→ **Exercise**: Only the lines holding the string "Serialize" are needed; copy each of them from the data.

Stored data:
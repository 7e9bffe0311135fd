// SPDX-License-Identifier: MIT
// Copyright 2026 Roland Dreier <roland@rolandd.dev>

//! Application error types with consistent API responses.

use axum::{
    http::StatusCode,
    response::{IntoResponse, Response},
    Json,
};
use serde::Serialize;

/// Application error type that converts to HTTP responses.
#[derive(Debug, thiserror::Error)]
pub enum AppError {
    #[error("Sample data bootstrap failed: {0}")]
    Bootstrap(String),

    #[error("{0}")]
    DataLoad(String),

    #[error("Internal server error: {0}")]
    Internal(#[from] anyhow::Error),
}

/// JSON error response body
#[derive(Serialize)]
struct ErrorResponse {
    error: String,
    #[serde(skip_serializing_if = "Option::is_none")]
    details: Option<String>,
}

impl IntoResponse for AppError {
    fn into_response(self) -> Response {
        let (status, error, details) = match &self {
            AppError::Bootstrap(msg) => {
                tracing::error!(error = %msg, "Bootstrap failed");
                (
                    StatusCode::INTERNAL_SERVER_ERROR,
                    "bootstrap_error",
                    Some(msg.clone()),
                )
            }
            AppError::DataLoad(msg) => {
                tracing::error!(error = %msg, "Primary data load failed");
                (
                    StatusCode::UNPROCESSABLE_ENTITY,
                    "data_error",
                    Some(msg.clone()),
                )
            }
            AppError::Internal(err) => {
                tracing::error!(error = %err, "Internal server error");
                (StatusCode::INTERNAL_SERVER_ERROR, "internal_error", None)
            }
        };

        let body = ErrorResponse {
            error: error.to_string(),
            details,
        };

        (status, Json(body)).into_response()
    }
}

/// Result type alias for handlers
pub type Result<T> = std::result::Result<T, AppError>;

→ **Response to the exercise**:
use serde::Serialize;
#[derive(Serialize)]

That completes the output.